When life fucked me over four years ago, I never thought that four years later it would embarrass the shit out of me.
My hand slid off the window sill and my head surged forward into the glass. My face scrunched up and I wasn't sure if they had saw or heard anything from outside. I quickly shut the curtain and sat on the ground cross legged. Of course this has to happen. I needed pain killers or something, my head felt as though it was imploding. Maybe I was exaggerating a little, but it still hurt really bad.
I don't think anyone heard anything, because no one had rushed to check on me. They saw, they just don't care. "Shut up!" I half yelled. The voices were building and they almost sounded real. When my door burst open, that's when I knew they were.
"Brittany, who are you yelling at?" Charlie asked, a little out of breath.

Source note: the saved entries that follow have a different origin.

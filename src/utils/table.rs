//! Table rendering utilities for CLI outputs.

use crate::utils::formatting::{pad_right, truncate};
use regex::Regex;
use std::sync::OnceLock;
use unicode_width::UnicodeWidthStr;

pub struct Column {
    pub header: String,
    /// Upper bound on the column width; cells are truncated beyond it.
    pub max_width: usize,
}

impl Column {
    pub fn new(header: &str, max_width: usize) -> Self {
        Self {
            header: header.to_string(),
            max_width,
        }
    }
}

pub struct Table {
    pub columns: Vec<Column>,
    pub rows: Vec<Vec<String>>,
}

fn ansi() -> &'static Regex {
    static RE: OnceLock<Regex> = OnceLock::new();
    RE.get_or_init(|| Regex::new(r"\x1B\[[0-9;]*[mK]").expect("static regex"))
}

/// Display width of a cell, ignoring ANSI color codes.
fn visible_width(s: &str) -> usize {
    UnicodeWidthStr::width(ansi().replace_all(s, "").as_ref())
}

impl Table {
    pub fn new(columns: Vec<Column>) -> Self {
        Self {
            columns,
            rows: Vec::new(),
        }
    }

    pub fn add_row(&mut self, row: Vec<String>) {
        self.rows.push(row);
    }

    pub fn render(&self) -> String {
        let widths: Vec<usize> = self
            .columns
            .iter()
            .enumerate()
            .map(|(i, col)| {
                let longest = self
                    .rows
                    .iter()
                    .filter_map(|r| r.get(i))
                    .map(|c| visible_width(c))
                    .max()
                    .unwrap_or(0);
                longest.max(col.header.width()).min(col.max_width)
            })
            .collect();

        let mut out = String::new();

        // Header
        for (col, w) in self.columns.iter().zip(&widths) {
            out.push_str(&pad_right(&col.header, *w));
            out.push(' ');
        }
        out.push('\n');

        // Rows
        for row in &self.rows {
            for (i, w) in widths.iter().enumerate() {
                let cell = row.get(i).map(String::as_str).unwrap_or("");
                if visible_width(cell) > *w {
                    out.push_str(&truncate(&ansi().replace_all(cell, ""), *w));
                } else {
                    let pad = w.saturating_sub(visible_width(cell));
                    out.push_str(cell);
                    out.push_str(&" ".repeat(pad));
                }
                out.push(' ');
            }
            out.push('\n');
        }

        out
    }
}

"No one," I struggled to say with my head still throbbing. Santana was standing in the doorway with Scott. Her eyebrows were the slightest bit pinched down and I wondered if she worried about me. Scott spoke then.
"You're a goof Britt," He joked, reaching down and giving me a light punch to the shoulder. "C'mon we'll get some peas." I smiled in thanks and we walked passed Charlie and Santana. Santana looked like she was struggling to say something, but after a moments hesitation she said it.
"You shouldn't leer." I turned around and frowned at her.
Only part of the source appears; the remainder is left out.